Solution – La Cour écarte la demande de l’agent dès lors que « l'exclusivité territoriale ne résulte pas du statut d'agent commercial, les parties pouvant prévoir des clauses contraires […] La zone de prospection du régisseur est sur le territoire de la REUNION […] Le Régisseur n'est pas habilité à signer pour cette édition des ordres d'insertion avec des annonceurs dont le siège est situé en dehors de la REUNION sauf accord préalable de l'Editeur. Par ailleurs, des ordres de publicité, signés dans le cadre d'accords internationaux, nationaux ou extra-locaux, par une autre personne que le Régisseur pourront être insérés dans le guide par l'Editeur, sans que le Régisseur puisse prétendre à une quelconque rémunération sur ces ordres ». Cette rédaction « signifie qu'il ne bénéficie d'aucune exclusivité sur ce territoire. Cette absence d'exclusivité est confirmée par le fait que le Régisseur ne peut prétendre à une quelconque rémunération des ordres de publicité, signés dans le cadre d'accords internationaux, nationaux ou extra-locaux, par une autre personne ».

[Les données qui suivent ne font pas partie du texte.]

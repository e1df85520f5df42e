#![allow(dead_code)]

use async_trait::async_trait;
use cliarr::http::{Params, Transport};
use cliarr::{Error, Result};
use reqwest::Method;
use serde_json::{json, Value};
use std::collections::HashMap;
use std::sync::{Arc, Mutex};

/// One request seen by [`MockTransport`].
#[derive(Debug, Clone, PartialEq)]
pub struct Call {
    pub method: Method,
    pub path: String,
    pub params: Option<Value>,
    pub body: Option<Value>,
}

impl Call {
    pub fn param(&self, key: &str) -> Option<&Value> {
        self.params.as_ref().and_then(|params| params.get(key))
    }
}

#[derive(Debug, Clone)]
enum Reply {
    Body(Value),
    Status(u16),
}

/// Transport that records requests and answers from a script.
///
/// Unscripted requests get `{}`. Clones share the same script and log.
#[derive(Debug, Clone, Default)]
pub struct MockTransport {
    calls: Arc<Mutex<Vec<Call>>>,
    replies: Arc<Mutex<HashMap<(Method, String), Reply>>>,
    closed: Arc<Mutex<bool>>,
}

impl MockTransport {
    pub fn new() -> Self {
        Self::default()
    }

    pub fn respond(&self, method: Method, path: &str, body: Value) -> &Self {
        self.replies
            .lock()
            .unwrap()
            .insert((method, path.to_string()), Reply::Body(body));
        self
    }

    pub fn fail(&self, method: Method, path: &str, status: u16) -> &Self {
        self.replies
            .lock()
            .unwrap()
            .insert((method, path.to_string()), Reply::Status(status));
        self
    }

    pub fn calls(&self) -> Vec<Call> {
        self.calls.lock().unwrap().clone()
    }

    /// Requests sent with `method` to `path`.
    pub fn calls_to(&self, method: Method, path: &str) -> Vec<Call> {
        self.calls()
            .into_iter()
            .filter(|call| call.method == method && call.path == path)
            .collect()
    }

    pub fn last_call(&self) -> Call {
        self.calls().pop().expect("no request was sent")
    }

    pub fn is_closed(&self) -> bool {
        *self.closed.lock().unwrap()
    }

    pub fn boxed(&self) -> Box<dyn Transport> {
        Box::new(self.clone())
    }
}

#[async_trait]
impl Transport for MockTransport {
    async fn request(
        &self,
        method: Method,
        path: &str,
        params: Option<&Params>,
        body: Option<&Value>,
    ) -> Result<Value> {
        self.calls.lock().unwrap().push(Call {
            method: method.clone(),
            path: path.to_string(),
            params: params.map(|p| Value::Object(p.clone())),
            body: body.cloned(),
        });

        let reply = self
            .replies
            .lock()
            .unwrap()
            .get(&(method, path.to_string()))
            .cloned();
        match reply {
            Some(Reply::Body(body)) => Ok(body),
            Some(Reply::Status(status)) => Err(Error::Server {
                url: format!("http://mock{}", path),
                status,
                body: String::new(),
            }),
            None => Ok(json!({})),
        }
    }

    fn close(&mut self) {
        *self.closed.lock().unwrap() = true;
    }
}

Observations – Cette solution est classique. Le statut légal ne fait nullement référence à l’exclusivité au bénéfice de l’agent et s’intéresse uniquement à la question du droit à rémunération (commissions directes et indirectes) lorsqu’un territoire ou une catégorie de clients est accordé (art. L 134-6 C.com) ; disposition légale supplétive de la volonté des parties. L’exclusivité, si elle est par ailleurs accordée, résulte donc, de la volonté des parties et non de la loi. La sécurisation contractuelle du mandant impose de définir le périmètre – et donc les limites et exclusions – de ce monopole ; monopole qui interdit au mandant de prospecter le territoire de l’agent sauf à se mettre en faute et à devoir l’indemnité. Ici, l’agent reprochait principalement au mandant le non-respect de cette exclusivité territoriale dès lors qu’un autre agent collaborait avec Air Austral, compagnie aérienne réunionnaise. Mais c’était faire fî des exclusions prévues par le contrat.
Problème 2 – Le mandant affirme de son côté que la procédure judiciaire a eu des répercussions négatives justifiant le non-renouvellement du contrat du fait de l’agent. Mais ce non-renouvellement du contrat d’agent commercial ouvre en principe droit à l’indemnité pour l’agent.
Solution – Pour la Cour « il y a [effectivement] lieu de constater que la procédure judiciaire a porté atteinte au mandat d'intérêt commun et a entraîné, à l'initiative de M. [N] une perte de confiance entre les cocontractants. Cette attitude caractérise une faute grave de l'agent commercial justifiant que le contrat ne soit pas renouvelé et exclut tout droit à indemnisation pour ce dernier ».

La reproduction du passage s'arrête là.